(Dataset entries)
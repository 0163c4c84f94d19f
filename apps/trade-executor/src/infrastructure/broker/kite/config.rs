//! Kite adapter configuration.

use std::time::Duration;

/// Production Kite Connect endpoint.
pub const DEFAULT_BASE_URL: &str = "https://api.kite.trade";

/// Configuration for the Kite broker adapter.
#[derive(Debug, Clone)]
pub struct KiteConfig {
    /// App API key. The per-session access token is not configuration.
    pub api_key: String,
    /// API base URL.
    pub base_url: String,
    /// Exchange orders are routed to.
    pub exchange: String,
    /// Product type for entries and exits.
    pub product: String,
    /// HTTP request timeout.
    pub timeout: Duration,
    /// Retry policy configuration.
    pub retry: RetryConfig,
}

impl KiteConfig {
    /// Create a new configuration for NSE delivery trades.
    #[must_use]
    pub fn new(api_key: impl Into<String>) -> Self {
        Self {
            api_key: api_key.into(),
            base_url: DEFAULT_BASE_URL.to_string(),
            exchange: "NSE".to_string(),
            product: "CNC".to_string(),
            timeout: Duration::from_secs(30),
            retry: RetryConfig::default(),
        }
    }

    /// Override the API base URL.
    #[must_use]
    pub fn with_base_url(mut self, base_url: impl Into<String>) -> Self {
        self.base_url = base_url.into().trim_end_matches('/').to_string();
        self
    }

    /// Set the exchange.
    #[must_use]
    pub fn with_exchange(mut self, exchange: impl Into<String>) -> Self {
        self.exchange = exchange.into();
        self
    }

    /// Set the product type.
    #[must_use]
    pub fn with_product(mut self, product: impl Into<String>) -> Self {
        self.product = product.into();
        self
    }

    /// Set the HTTP timeout.
    #[must_use]
    pub const fn with_timeout(mut self, timeout: Duration) -> Self {
        self.timeout = timeout;
        self
    }

    /// Set the retry configuration.
    #[must_use]
    pub const fn with_retry(mut self, retry: RetryConfig) -> Self {
        self.retry = retry;
        self
    }
}

/// Retry configuration.
#[derive(Debug, Clone, PartialEq)]
pub struct RetryConfig {
    /// Total attempts including the first.
    pub max_attempts: u32,
    /// Initial backoff duration.
    pub initial_backoff: Duration,
    /// Maximum backoff duration.
    pub max_backoff: Duration,
    /// Backoff multiplier.
    pub multiplier: f64,
    /// Jitter as a fraction of the backoff (0.2 = +/-20%).
    pub jitter_factor: f64,
}

impl Default for RetryConfig {
    fn default() -> Self {
        Self {
            max_attempts: 3,
            initial_backoff: Duration::from_millis(200),
            max_backoff: Duration::from_secs(5),
            multiplier: 2.0,
            jitter_factor: 0.2,
        }
    }
}
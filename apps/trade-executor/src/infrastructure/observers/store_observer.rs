//! Observer that persists events and fans them out to live subscribers.

use std::sync::Arc;

use async_trait::async_trait;
use tokio::sync::broadcast;

use crate::application::ports::{ExecutionObserver, ExecutionStorePort};
use crate::domain::trade_lifecycle::ExecutionEvent;

/// Default capacity of the live broadcast channel.
const DEFAULT_CHANNEL_CAPACITY: usize = 256;

/// Appends every event to the store, then rebroadcasts it.
///
/// Store failures are logged and swallowed; a slow subscriber only lags
/// itself.
pub struct StoreObserver<S: ExecutionStorePort> {
    store: Arc<S>,
    sender: broadcast::Sender<ExecutionEvent>,
}

impl<S: ExecutionStorePort> StoreObserver<S> {
    /// Create an observer over `store`.
    pub fn new(store: Arc<S>) -> Self {
        Self::with_capacity(store, DEFAULT_CHANNEL_CAPACITY)
    }

    /// Create an observer with a custom broadcast capacity.
    pub fn with_capacity(store: Arc<S>, capacity: usize) -> Self {
        let (sender, _) = broadcast::channel(capacity.max(1));
        Self { store, sender }
    }

    /// Subscribe to live events.
    pub fn subscribe(&self) -> broadcast::Receiver<ExecutionEvent> {
        self.sender.subscribe()
    }
}

#[async_trait]
impl<S: ExecutionStorePort> ExecutionObserver for StoreObserver<S> {
    async fn on_event(&self, event: ExecutionEvent) {
        if let Err(e) = self.store.append_event(&event).await {
            tracing::error!(
                correlation_id = %event.correlation_id,
                symbol = %event.symbol,
                phase = %event.phase,
                error = %e,
                "Failed to persist execution event"
            );
        }

        // No subscribers is not an error.
        let _ = self.sender.send(event);
    }
}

What is required: When answering, write out each of the lines above exactly as given.

Finished exercise:
repository 0163c4c84f94d19f
filename apps/trade-executor/src/infrastructure/broker/kite/config.rs
//! Kite adapter configuration.

use std::time::Duration;

/// Production Kite Connect endpoint.
pub const DEFAULT_BASE_URL: &str = "https://api.kite.trade";

/// Configuration for the Kite broker adapter.
#[derive(Debug, Clone)]
pub struct KiteConfig {
    /// App API key. The per-session access token is not configuration.
    pub api_key: String,
    /// API base URL.
    pub base_url: String,
    /// Exchange orders are routed to.
    pub exchange: String,
    /// Product type for entries and exits.
    pub product: String,
    /// HTTP request timeout.
    pub timeout: Duration,
    /// Retry policy configuration.
    pub retry: RetryConfig,
}

impl KiteConfig {
    /// Create a new configuration for NSE delivery trades.
    #[must_use]
    pub fn new(api_key: impl Into<String>) -> Self {
        Self {
            api_key: api_key.into(),
            base_url: DEFAULT_BASE_URL.to_string(),
            exchange: "NSE".to_string(),
            product: "CNC".to_string(),
            timeout: Duration::from_secs(30),
            retry: RetryConfig::default(),
        }
    }

    /// Override the API base URL.
    #[must_use]
    pub fn with_base_url(mut self, base_url: impl Into<String>) -> Self {
        self.base_url = base_url.into().trim_end_matches('/').to_string();
        self
    }

    /// Set the exchange.
    #[must_use]
    pub fn with_exchange(mut self, exchange: impl Into<String>) -> Self {
        self.exchange = exchange.into();
        self
    }

    /// Set the product type.
    #[must_use]
    pub fn with_product(mut self, product: impl Into<String>) -> Self {
        self.product = product.into();
        self
    }

    /// Set the HTTP timeout.
    #[must_use]
    pub const fn with_timeout(mut self, timeout: Duration) -> Self {
        self.timeout = timeout;
        self
    }

    /// Set the retry configuration.
    #[must_use]
    pub const fn with_retry(mut self, retry: RetryConfig) -> Self {
        self.retry = retry;
        self
    }
}

/// Retry configuration.
#[derive(Debug, Clone, PartialEq)]
pub struct RetryConfig {
    /// Total attempts including the first.
    pub max_attempts: u32,
    /// Initial backoff duration.
    pub initial_backoff: Duration,
    /// Maximum backoff duration.
    pub max_backoff: Duration,
    /// Backoff multiplier.
    pub multiplier: f64,
    /// Jitter as a fraction of the backoff (0.2 = +/-20%).
    pub jitter_factor: f64,
}

impl Default for RetryConfig {
    fn default() -> Self {
        Self {
            max_attempts: 3,
            initial_backoff: Duration::from_millis(200),
            max_backoff: Duration::from_secs(5),
            multiplier: 2.0,
            jitter_factor: 0.2,
        }
    }
}
filename apps/trade-executor/src/infrastructure/observers/store_observer.rs
//! Observer that persists events and fans them out to live subscribers.

use std::sync::Arc;

use async_trait::async_trait;
use tokio::sync::broadcast;

use crate::application::ports::{ExecutionObserver, ExecutionStorePort};
use crate::domain::trade_lifecycle::ExecutionEvent;

/// Default capacity of the live broadcast channel.
const DEFAULT_CHANNEL_CAPACITY: usize = 256;

/// Appends every event to the store, then rebroadcasts it.
///
/// Store failures are logged and swallowed; a slow subscriber only lags
/// itself.
pub struct StoreObserver<S: ExecutionStorePort> {
    store: Arc<S>,
    sender: broadcast::Sender<ExecutionEvent>,
}

impl<S: ExecutionStorePort> StoreObserver<S> {
    /// Create an observer over `store`.
    pub fn new(store: Arc<S>) -> Self {
        Self::with_capacity(store, DEFAULT_CHANNEL_CAPACITY)
    }

    /// Create an observer with a custom broadcast capacity.
    pub fn with_capacity(store: Arc<S>, capacity: usize) -> Self {
        let (sender, _) = broadcast::channel(capacity.max(1));
        Self { store, sender }
    }

    /// Subscribe to live events.
    pub fn subscribe(&self) -> broadcast::Receiver<ExecutionEvent> {
        self.sender.subscribe()
    }
}

#[async_trait]
impl<S: ExecutionStorePort> ExecutionObserver for StoreObserver<S> {
    async fn on_event(&self, event: ExecutionEvent) {
        if let Err(e) = self.store.append_event(&event).await {
            tracing::error!(
                correlation_id = %event.correlation_id,
                symbol = %event.symbol,
                phase = %event.phase,
                error = %e,
                "Failed to persist execution event"
            );
        }

        // No subscribers is not an error.
        let _ = self.sender.send(event);
    }
}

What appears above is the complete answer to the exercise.